### Task instructions
Can you restate the lines of the entries below, word for word, from the first one through the line that includes "impl Default for"?
= = = = = = =
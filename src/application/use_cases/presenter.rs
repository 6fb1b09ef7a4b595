// ============================================================
// PRESENTER USE CASE
// ============================================================
// Independent, read-only views over a parsed dataset

use std::collections::BTreeMap;

use super::statistics;
use crate::domain::dataset::{Dataset, MemoryUsage};
use crate::domain::views::{
    ColumnSummary, DatasetReport, DescriptiveStatistics, StructureSummary, TableView,
};

pub const DEFAULT_PREVIEW_ROWS: usize = 5;

pub struct Presenter {
    preview_rows: usize,
}

impl Default for Presenter {
    fn default() -> Self {
        Self::new(DEFAULT_PREVIEW_ROWS)
    }
}

impl Presenter {
    pub fn new(preview_rows: usize) -> Self {
        Self { preview_rows }
    }

    /// Compute every view; the full table only when requested
    pub fn present(&self, dataset: &Dataset, show_full_table: bool) -> DatasetReport {
        DatasetReport {
            preview_limit: self.preview_rows,
            preview: self.preview(dataset),
            structure: self.structure(dataset),
            statistics: self.statistics(dataset),
            full_table: show_full_table.then(|| self.full_table(dataset)),
        }
    }

    /// First rows of the dataset, all columns in original order
    pub fn preview(&self, dataset: &Dataset) -> TableView {
        TableView {
            columns: dataset.column_names(),
            rows: dataset.rows(0..self.preview_rows),
        }
    }

    pub fn structure(&self, dataset: &Dataset) -> StructureSummary {
        let columns: Vec<ColumnSummary> = dataset
            .columns()
            .iter()
            .enumerate()
            .map(|(position, column)| ColumnSummary {
                position,
                name: column.name.clone(),
                column_type: column.column_type,
                dtype: column.dtype_label().to_string(),
                non_null_count: column.non_null_count(),
            })
            .collect();

        let memory = dataset.memory_usage();
        let info_text = render_info_text(dataset.row_count(), &columns, memory);

        StructureSummary {
            row_count: dataset.row_count(),
            columns,
            memory_usage_bytes: memory.bytes,
            memory_usage_is_lower_bound: memory.lower_bound,
            info_text,
        }
    }

    pub fn statistics(&self, dataset: &Dataset) -> DescriptiveStatistics {
        statistics::describe(dataset)
    }

    pub fn full_table(&self, dataset: &Dataset) -> TableView {
        TableView {
            columns: dataset.column_names(),
            rows: dataset.rows(0..dataset.row_count()),
        }
    }
}

/// Text block in the style of `DataFrame.info()`
fn render_info_text(row_count: usize, columns: &[ColumnSummary], memory: MemoryUsage) -> String {
    let mut lines = Vec::new();

    if row_count == 0 {
        lines.push("RangeIndex: 0 entries".to_string());
    } else {
        lines.push(format!(
            "RangeIndex: {} entries, 0 to {}",
            row_count,
            row_count - 1
        ));
    }
    lines.push(format!("Data columns (total {} columns):", columns.len()));

    let counts: Vec<String> = columns
        .iter()
        .map(|column| format!("{} non-null", column.non_null_count))
        .collect();
    let name_width = columns
        .iter()
        .map(|column| column.name.chars().count())
        .chain(std::iter::once("Column".len()))
        .max()
        .unwrap_or(0);
    let count_width = counts
        .iter()
        .map(String::len)
        .chain(std::iter::once("Non-Null Count".len()))
        .max()
        .unwrap_or(0);

    lines.push(format!(
        " {:<3} {:<name_width$}  {:<count_width$}  {}",
        "#", "Column", "Non-Null Count", "Dtype"
    ));
    lines.push(format!(
        "{:<4} {:<name_width$}  {:<count_width$}  {}",
        "---",
        "-".repeat("Column".len()),
        "-".repeat("Non-Null Count".len()),
        "-----"
    ));
    for (column, count) in columns.iter().zip(&counts) {
        lines.push(format!(
            " {:<3} {:<name_width$}  {:<count_width$}  {}",
            column.position, column.name, count, column.dtype
        ));
    }

    let mut tally: BTreeMap<&str, usize> = BTreeMap::new();
    for column in columns {
        *tally.entry(column.dtype.as_str()).or_insert(0) += 1;
    }
    let dtypes = tally
        .iter()
        .map(|(dtype, count)| format!("{}({})", dtype, count))
        .collect::<Vec<_>>()
        .join(", ");
    lines.push(format!("dtypes: {}", dtypes));
    lines.push(format!("memory usage: {}", format_memory(memory)));

    lines.join("\n")
}

fn format_memory(memory: MemoryUsage) -> String {
    let qualifier = if memory.lower_bound { "+" } else { "" };
    let mut size = memory.bytes as f64;

    for unit in ["bytes", "KB", "MB", "GB", "TB"] {
        if size < 1024.0 {
            return format!("{:.1}{} {}", size, qualifier, unit);
        }
        size /= 1024.0;
    }
    format!("{:.1}{} PB", size, qualifier)
}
= = = = = = =
### Result of this exercise
filename src/application/use_cases/presenter.rs
repository 6fb1b09ef7a4b595
// ============================================================
// PRESENTER USE CASE
// ============================================================
// Independent, read-only views over a parsed dataset

use std::collections::BTreeMap;

use super::statistics;
use crate::domain::dataset::{Dataset, MemoryUsage};
use crate::domain::views::{
    ColumnSummary, DatasetReport, DescriptiveStatistics, StructureSummary, TableView,
};

pub const DEFAULT_PREVIEW_ROWS: usize = 5;

pub struct Presenter {
    preview_rows: usize,
}

impl Default for Presenter {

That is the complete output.